SUN CITY, South Africa (AP) Two-time Masters champion Bernhard Langer says the debate over putting with long clubs is far from over.

Langer has been using a long putter he anchors to his chest for 15 years, and the German remains one of the best on the 50-and-older Champions Tour, winning the money list for the fourth time this year. He was perplexed when the U.S. Golf Association and the Royal & Ancient Golf Club announced a new rule that would ban players from anchoring the club to the body.

``It has been out for that long,'' Langer said Thursday at the Nedbank Challenge. ``If there is anything illegal about it, why did they not stop it right away? If it is that easy with a long putter, a belly putter, why aren't 90 percent of the pros and 100 percent of the amateurs using it?''

Langer suggested there might be a challenge to the rule proposal.
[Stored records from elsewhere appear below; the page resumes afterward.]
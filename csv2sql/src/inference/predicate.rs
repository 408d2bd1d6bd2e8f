//! Predicate language interpreter.
//!
//! [`Predicate::compile`] turns a [`PredicateExpr`] document into a compiled
//! [`Predicate`], validating every argument up front. Compiled predicates are
//! immutable and can be shared freely between columns.

use std::cmp::Ordering;
use std::fmt;
use std::str::FromStr;

use once_cell::sync::Lazy;
use regex::Regex;
use bigdecimal::BigDecimal;
use num_bigint::{BigInt, Sign};

use crate::document::{Argument, PredicateExpr};
use crate::error::{Csv2SqlError, Result};

static INTEGER_LITERAL: Lazy<Regex> = Lazy::new(|| {
    #[allow(clippy::expect_used)]
    Regex::new(r"^[+-]?[0-9]+$").expect("Hard-coded regex pattern should be valid")
});

/// Numeric kinds understood by the `compatible` predicate.
#[derive(Debug, Clone, Copy, PartialEq, Eq)]
pub enum NumericKind {
    Int,
    Float,
}

impl NumericKind {
    const NAMES: [&'static str; 2] = ["int", "float"];

    fn from_name(name: &str) -> Option<Self> {
        match name {
            "int" => Some(NumericKind::Int),
            "float" => Some(NumericKind::Float),
            _ => None,
        }
    }

    /// Returns true if `value` can be cast to this kind.
    ///
    /// Integers of any length are accepted, leading zeros included.
    pub fn accepts(self, value: &str) -> bool {
        let value = value.trim();
        match self {
            NumericKind::Int => INTEGER_LITERAL.is_match(value),
            NumericKind::Float => value.parse::<f64>().is_ok(),
        }
    }
}

/// Comparison operator of the bound predicates.
#[derive(Debug, Clone, Copy, PartialEq, Eq)]
pub enum Comparison {
    LessThan,
    LessThanOrEqualTo,
    GreaterThan,
    GreaterThanOrEqualTo,
}

impl Comparison {
    fn from_name(name: &str) -> Option<Self> {
        match name {
            "less-than" => Some(Comparison::LessThan),
            "less-than-or-equal-to" => Some(Comparison::LessThanOrEqualTo),
            "greater-than" => Some(Comparison::GreaterThan),
            "greater-than-or-equal-to" => Some(Comparison::GreaterThanOrEqualTo),
            _ => None,
        }
    }

    fn holds(self, ordering: Ordering) -> bool {
        match self {
            Comparison::LessThan => ordering == Ordering::Less,
            Comparison::LessThanOrEqualTo => ordering != Ordering::Greater,
            Comparison::GreaterThan => ordering == Ordering::Greater,
            Comparison::GreaterThanOrEqualTo => ordering != Ordering::Less,
        }
    }
}

/// A compiled predicate over a single text value.
#[derive(Debug, Clone)]
pub enum Predicate {
    /// Value can be cast to the numeric kind
    Compatible(NumericKind),
    /// Value is a decimal literal that compares against `bound` as `op` says
    Compare { op: Comparison, bound: BigDecimal },
    /// Value has fewer characters than the limit
    ShorterThan(usize),
    /// Regex is found somewhere in the value
    Match(Regex),
    AllOf(Vec<Predicate>),
    AnyOf(Vec<Predicate>),
    Not(Box<Predicate>),
    Any,
}

impl Predicate {
    /// Compiles a predicate expression.
    ///
    /// A single non-list argument is treated as a one-element argument list.
    ///
    /// # Examples
    ///
    /// ```rust
    /// use csv2sql::document::PredicateExpr;
    /// use csv2sql::inference::Predicate;
    ///
    /// let predicate = Predicate::compile(&PredicateExpr::new("shorter-than", 5_i64)).unwrap();
    /// assert!(predicate.test("psql"));
    /// assert!(!predicate.test("mysql"));
    /// ```
    pub fn compile(expr: &PredicateExpr) -> Result<Self> {
        let kind = expr
            .kind
            .as_deref()
            .ok_or_else(|| Csv2SqlError::interpretation("Predicate type must be specified"))?;
        let args = expr.args.clone().map(Argument::into_list).unwrap_or_default();

        if let Some(op) = Comparison::from_name(kind) {
            return compile_compare(kind, op, &args);
        }

        match kind {
            "compatible" => compile_compatible(&args),
            "shorter-than" => compile_shorter_than(&args),
            "match" => compile_match(&args),
            "all-of" => Ok(Predicate::AllOf(compile_children(kind, &args)?)),
            "any-of" => Ok(Predicate::AnyOf(compile_children(kind, &args)?)),
            "not" => {
                let child = single_arg(kind, &args)?;
                Ok(Predicate::Not(Box::new(compile_child(kind, child)?)))
            }
            "any" => {
                if !args.is_empty() {
                    return Err(Csv2SqlError::interpretation(format!(
                        "Any predicate takes no argument, given {}",
                        args.len()
                    )));
                }
                Ok(Predicate::Any)
            }
            other => Err(Csv2SqlError::interpretation(format!(
                "Predicate type `{other}` is invalid"
            ))),
        }
    }

    /// Evaluates the predicate against a value.
    pub fn test(&self, value: &str) -> bool {
        match self {
            Predicate::Compatible(kind) => kind.accepts(value),
            Predicate::Compare { op, bound } => parse_decimal(value.trim())
                .map(|decimal| op.holds(compare_decimals(&decimal, bound)))
                .unwrap_or(false),
            Predicate::ShorterThan(limit) => value.chars().count() < *limit,
            Predicate::Match(regex) => regex.is_match(value),
            Predicate::AllOf(children) => children.iter().all(|child| child.test(value)),
            Predicate::AnyOf(children) => children.iter().any(|child| child.test(value)),
            Predicate::Not(child) => !child.test(value),
            Predicate::Any => true,
        }
    }
}

impl fmt::Display for Predicate {
    fn fmt(&self, f: &mut fmt::Formatter<'_>) -> fmt::Result {
        match self {
            Predicate::Compatible(NumericKind::Int) => write!(f, "compatible(int)"),
            Predicate::Compatible(NumericKind::Float) => write!(f, "compatible(float)"),
            Predicate::Compare { op, bound } => {
                let name = match op {
                    Comparison::LessThan => "less-than",
                    Comparison::LessThanOrEqualTo => "less-than-or-equal-to",
                    Comparison::GreaterThan => "greater-than",
                    Comparison::GreaterThanOrEqualTo => "greater-than-or-equal-to",
                };
                write!(f, "{name}({bound})")
            }
            Predicate::ShorterThan(limit) => write!(f, "shorter-than({limit})"),
            Predicate::Match(regex) => write!(f, "match({})", regex.as_str()),
            Predicate::AllOf(children) => write_children(f, "all-of", children),
            Predicate::AnyOf(children) => write_children(f, "any-of", children),
            Predicate::Not(child) => write!(f, "not({child})"),
            Predicate::Any => write!(f, "any()"),
        }
    }
}

fn write_children(f: &mut fmt::Formatter<'_>, name: &str, children: &[Predicate]) -> fmt::Result {
    write!(f, "{name}(")?;
    for (index, child) in children.iter().enumerate() {
        if index != 0 {
            write!(f, ", ")?;
        }
        write!(f, "{child}")?;
    }
    write!(f, ")")
}

fn single_arg<'a>(kind: &str, args: &'a [Argument]) -> Result<&'a Argument> {
    match args {
        [arg] => Ok(arg),
        _ => Err(Csv2SqlError::interpretation(format!(
            "Predicate `{kind}` takes only 1 argument, given {}",
            args.len()
        ))),
    }
}

fn compile_compatible(args: &[Argument]) -> Result<Predicate> {
    let arg = single_arg("compatible", args)?;
    let kind = match arg {
        Argument::Text(name) => NumericKind::from_name(name),
        _ => None,
    };
    kind.map(Predicate::Compatible).ok_or_else(|| {
        Csv2SqlError::interpretation(format!(
            "Predicate `compatible` takes one of ({}), given {}",
            NumericKind::NAMES.join("|"),
            arg.describe()
        ))
    })
}

fn compile_compare(kind: &str, op: Comparison, args: &[Argument]) -> Result<Predicate> {
    let arg = single_arg(kind, args)?;
    let bound = match arg {
        Argument::Integer(value) => Some(BigDecimal::from(*value)),
        Argument::BigInteger(digits) => parse_decimal(digits),
        Argument::Float(value) => parse_decimal(&value.to_string()),
        Argument::Text(value) => parse_decimal(value.trim()),
        _ => None,
    };
    let bound = bound.ok_or_else(|| {
        Csv2SqlError::interpretation(format!(
            "Predicate `{kind}` takes only a decimal argument, given {}",
            arg.describe()
        ))
    })?;
    Ok(Predicate::Compare { op, bound })
}

fn compile_shorter_than(args: &[Argument]) -> Result<Predicate> {
    let arg = single_arg("shorter-than", args)?;
    let limit = match arg {
        Argument::Integer(value) => usize::try_from(*value).ok(),
        Argument::Text(value) => value.trim().parse::<usize>().ok(),
        _ => None,
    };
    limit.map(Predicate::ShorterThan).ok_or_else(|| {
        Csv2SqlError::interpretation(format!(
            "Predicate `shorter-than` takes only a non-negative integer argument, given {}",
            arg.describe()
        ))
    })
}

fn compile_match(args: &[Argument]) -> Result<Predicate> {
    let arg = single_arg("match", args)?;
    let Argument::Text(pattern) = arg else {
        return Err(Csv2SqlError::interpretation(format!(
            "Predicate `match` takes only a regex string, given {}",
            arg.describe()
        )));
    };
    let regex = Regex::new(pattern).map_err(|e| {
        Csv2SqlError::interpretation(format!(
            "Predicate `match` was given an invalid regex \"{pattern}\": {e}"
        ))
    })?;
    Ok(Predicate::Match(regex))
}

fn compile_children(kind: &str, args: &[Argument]) -> Result<Vec<Predicate>> {
    args.iter().map(|arg| compile_child(kind, arg)).collect()
}

fn compile_child(kind: &str, arg: &Argument) -> Result<Predicate> {
    match arg {
        Argument::Expr(expr) => Predicate::compile(expr),
        other => Err(Csv2SqlError::interpretation(format!(
            "Predicate `{kind}` takes only predicate arguments, given {}",
            other.describe()
        ))),
    }
}

/// Parses an arbitrary-precision decimal literal, with or without an exponent.
fn parse_decimal(value: &str) -> Option<BigDecimal> {
    BigDecimal::from_str(value).ok()
}

/// Compares two decimals exactly.
///
/// Signs and orders of magnitude are compared first, so a literal such as
/// `1e999999999` is never expanded into its digits.
fn compare_decimals(left: &BigDecimal, right: &BigDecimal) -> Ordering {
    let (left_digits, left_scale) = left.as_bigint_and_exponent();
    let (right_digits, right_scale) = right.as_bigint_and_exponent();

    let sign = left_digits.sign().cmp(&right_digits.sign());
    if sign != Ordering::Equal || left_digits.sign() == Sign::NoSign {
        return sign;
    }

    let magnitude =
        leading_position(&left_digits, left_scale).cmp(&leading_position(&right_digits, right_scale));
    let magnitude = match left_digits.sign() {
        Sign::Minus => magnitude.reverse(),
        _ => magnitude,
    };
    if magnitude != Ordering::Equal {
        return magnitude;
    }
    left.cmp(right)
}

/// Position of the most significant digit of `digits * 10^-scale`.
fn leading_position(digits: &BigInt, scale: i64) -> i128 {
    let length = digits.magnitude().to_str_radix(10).len();
    i128::try_from(length)
        .unwrap_or(i128::MAX)
        .saturating_sub(i128::from(scale))
}
//! Benchmarks for column type decisions and the full dump.

use std::hint::black_box;
use std::time::Duration;

use criterion::{criterion_group, criterion_main, BenchmarkId, Criterion, Throughput};
use csv2sql::engines::postgresql;
use csv2sql::inference::{compile_patterns, decide_types, DecideOptions};
use csv2sql::pipeline::{dump_all, DumpConfig};

fn generate_rows(count: usize) -> Vec<Vec<String>> {
    (0..count)
        .map(|i| {
            vec![
                format!("key-{i}"),
                i.to_string(),
                format!("{}.{}", i / 7, i % 7),
                if i % 10 == 0 { String::new() } else { format!("{:05}", i) },
            ]
        })
        .collect()
}

fn to_csv(rows: &[Vec<String>]) -> String {
    let mut text = String::from("key,int,float,padded\n");
    for row in rows {
        text.push_str(&row.join(","));
        text.push('\n');
    }
    text
}

fn bench_decide_types(c: &mut Criterion) {
    let patterns = compile_patterns(&postgresql::type_patterns()).unwrap();
    let columns = ["key", "int", "float", "padded"];

    let mut group = c.benchmark_group("decide_types");
    group.measurement_time(Duration::from_secs(10));
    for count in [1_000, 10_000] {
        let rows = generate_rows(count);
        group.throughput(Throughput::Elements(count as u64));
        group.bench_with_input(BenchmarkId::new("default_pattern", count), &rows, |b, rows| {
            b.iter(|| {
                decide_types(
                    black_box(&patterns),
                    rows.iter(),
                    &columns,
                    &DecideOptions::default(),
                )
                .unwrap()
            })
        });
    }
    group.finish();
}

fn bench_dump_all(c: &mut Criterion) {
    let input = to_csv(&generate_rows(10_000));
    let config = DumpConfig::builder("bench")
        .lines_for_inference(0)
        .build()
        .unwrap();

    let mut group = c.benchmark_group("dump_all");
    group.throughput(Throughput::Bytes(input.len() as u64));
    group.bench_function("10k_rows", |b| {
        b.iter(|| {
            let mut out = Vec::with_capacity(input.len() * 2);
            dump_all(&config, black_box(input.as_bytes()), &mut out).unwrap();
            out
        })
    });
    group.finish();
}

criterion_group!(benches, bench_decide_types, bench_dump_all);
criterion_main!(benches);
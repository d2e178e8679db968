use std::env;
use std::error::Error;
use std::fs::{self, File};
use std::io::BufReader;
use std::path::{Path, PathBuf};

#[path = "src/data.rs"]
mod data_model;
use data_model::KnowledgeData;

fn main() -> Result<(), Box<dyn Error>> {
    let manifest_dir = PathBuf::from(env::var("CARGO_MANIFEST_DIR")?);
    let out_dir = PathBuf::from(env::var("OUT_DIR")?);

    let data = load_knowledge(&manifest_dir)?;
    let problems = data.integrity_problems();
    if !problems.is_empty() {
        panic!(
            "data/knowledge.json has {} defect(s):\n  {}",
            problems.len(),
            problems.join("\n  ")
        );
    }
    write_knowledge(&data, &out_dir)?;
    Ok(())
}

fn load_knowledge(manifest_dir: &Path) -> Result<KnowledgeData, Box<dyn Error>> {
    let knowledge_file = manifest_dir.join("data/knowledge.json");
    println!("cargo:rerun-if-changed={}", knowledge_file.display());
    if !knowledge_file.exists() {
        panic!("Missing {}.", knowledge_file.display());
    }
    let reader = BufReader::new(File::open(&knowledge_file)?);
    let data: KnowledgeData = serde_json::from_reader(reader)
        .map_err(|err| format!("Failed to parse {}: {err}", knowledge_file.display()))?;
    if data.topics.is_empty() {
        panic!("{} defines no topics", knowledge_file.display());
    }
    Ok(data)
}

fn write_knowledge(data: &KnowledgeData, out_dir: &Path) -> Result<(), Box<dyn Error>> {
    let data_path = out_dir.join("knowledge.json");
    fs::write(&data_path, serde_json::to_vec(data)?)?;
    println!("cargo:rustc-env=CABLEBUS_KNOWLEDGE={}", data_path.display());
    Ok(())
}
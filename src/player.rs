//! The hero section's background video: an endless shuffled playlist that
//! pauses itself when scrolled out of view, unless the user took over.

use crate::config::PlayerConfig;
use crate::timer::{Millis, ScheduledTask};
use rand::rngs::SmallRng;
use rand::{Rng, SeedableRng};
use serde::Serialize;
use tracing::{debug, info, warn};

/// Commands for the host's media element.
#[derive(Debug, Clone, PartialEq, Eq, Serialize)]
#[serde(tag = "action", rename_all = "snake_case")]
pub enum PlayerAction {
    Load { index: usize, src: String },
    Play,
    Pause,
}

#[derive(Debug, Clone, Copy, PartialEq, Eq)]
pub enum PlayerKey {
    TogglePlay,
    ToggleMute,
}

impl PlayerKey {
    /// Maps a `KeyboardEvent.key`. Shortcuts are off while typing in a field.
    pub fn from_key(key: &str, text_input_focused: bool) -> Option<Self> {
        if text_input_focused {
            return None;
        }
        match key {
            " " | "k" => Some(Self::TogglePlay),
            "m" => Some(Self::ToggleMute),
            _ => None,
        }
    }
}

pub struct BackgroundPlayer<R = SmallRng> {
    playlist: Vec<String>,
    rng: R,
    threshold: f64,
    next_video: ScheduledTask,
    last_index: Option<usize>,
    playing: bool,
    muted: bool,
    loading: bool,
    user_paused: bool,
    auto_pause: bool,
}

impl BackgroundPlayer<SmallRng> {
    pub fn new(config: &PlayerConfig) -> Self {
        Self::with_rng(config, SmallRng::from_entropy())
    }
}

impl<R: Rng> BackgroundPlayer<R> {
    pub fn with_rng(config: &PlayerConfig, rng: R) -> Self {
        if config.playlist.is_empty() {
            warn!("background player has an empty playlist; it will stay idle");
        }
        Self {
            playlist: config.playlist.clone(),
            rng,
            threshold: config.visibility_threshold,
            next_video: ScheduledTask::once(config.next_video_delay_ms),
            last_index: None,
            playing: false,
            muted: false,
            loading: false,
            user_paused: false,
            auto_pause: true,
        }
    }

    pub fn last_index(&self) -> Option<usize> {
        self.last_index
    }

    pub fn current_source(&self) -> Option<&str> {
        self.last_index
            .and_then(|index| self.playlist.get(index))
            .map(String::as_str)
    }

    pub fn is_playing(&self) -> bool {
        self.playing
    }

    pub fn is_muted(&self) -> bool {
        self.muted
    }

    /// True from a load until the new source reports its first frame.
    pub fn is_loading(&self) -> bool {
        self.loading
    }

    pub fn user_paused(&self) -> bool {
        self.user_paused
    }

    pub fn auto_pause_enabled(&self) -> bool {
        self.auto_pause
    }

    /// Picks a random entry, never the one that just played when there is a choice.
    pub fn load_random(&mut self) -> Option<PlayerAction> {
        let len = self.playlist.len();
        if len == 0 {
            return None;
        }
        let mut index = self.rng.gen_range(0..len);
        while len > 1 && Some(index) == self.last_index {
            index = self.rng.gen_range(0..len);
        }
        self.last_index = Some(index);
        self.loading = true;
        self.playing = false;
        let src = self.playlist[index].clone();
        info!(%src, "loading background video");
        Some(PlayerAction::Load { index, src })
    }

    /// First frame decoded. Playback starts unless the user paused.
    pub fn loaded_data(&mut self) -> Option<PlayerAction> {
        self.loading = false;
        (!self.user_paused).then_some(PlayerAction::Play)
    }

    /// The host's `play()` resolved.
    pub fn play_started(&mut self) {
        self.playing = true;
        self.auto_pause = true;
    }

    /// The host's `play()` was rejected (autoplay policy); stay paused.
    pub fn play_rejected(&mut self) {
        debug!("autoplay rejected");
        self.playing = false;
    }

    pub fn ended(&mut self, now: Millis) {
        self.playing = false;
        self.next_video.start(now);
    }

    pub fn tick(&mut self, now: Millis) -> Option<PlayerAction> {
        if self.next_video.poll(now) {
            return self.load_random();
        }
        None
    }

    pub fn next_deadline(&self) -> Option<Millis> {
        self.next_video.deadline()
    }

    /// Intersection change for the player container.
    pub fn visibility(&mut self, ratio: f64) -> Option<PlayerAction> {
        if !self.auto_pause {
            return None;
        }
        if ratio >= self.threshold {
            if !self.playing && !self.user_paused && !self.loading {
                // Optimistic, so the host is asked once; `play_rejected` reverts it.
                self.playing = true;
                return Some(PlayerAction::Play);
            }
        } else if self.playing {
            self.playing = false;
            debug!("background video paused out of view");
            return Some(PlayerAction::Pause);
        }
        None
    }

    /// Click, space or `k`. A manual pause turns off visibility handling
    /// until the user resumes.
    pub fn toggle_play(&mut self) -> PlayerAction {
        if self.playing {
            self.playing = false;
            self.user_paused = true;
            self.auto_pause = false;
            PlayerAction::Pause
        } else {
            self.playing = true;
            self.user_paused = false;
            self.auto_pause = true;
            PlayerAction::Play
        }
    }

    pub fn toggle_mute(&mut self) -> bool {
        self.muted = !self.muted;
        self.muted
    }

    pub fn key(&mut self, key: PlayerKey) -> Option<PlayerAction> {
        match key {
            PlayerKey::TogglePlay => Some(self.toggle_play()),
            PlayerKey::ToggleMute => {
                self.toggle_mute();
                None
            }
        }
    }
}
``I do not think it is the end of it,'' he said. ``There are pros that are on tour that grew up with that putter. They have invested 15-20 years in practicing, maybe 30 years practicing with a long putter or belly putter, and now they have to switch and they make a living doing that.''

Carl Pettersson and Tim Clark, who use long putters, have hinted at fighting any ban on the anchored stroke. They have used long putters as long as they have been on the PGA Tour. Clark is on holiday in South African and could not be reached for comment, while Pettersson declined interviews Thursday, not wanting to talk about the rule.

The governing bodies will take comment on the proposed rule for three months before approving it. The rule would not take effect until 2016.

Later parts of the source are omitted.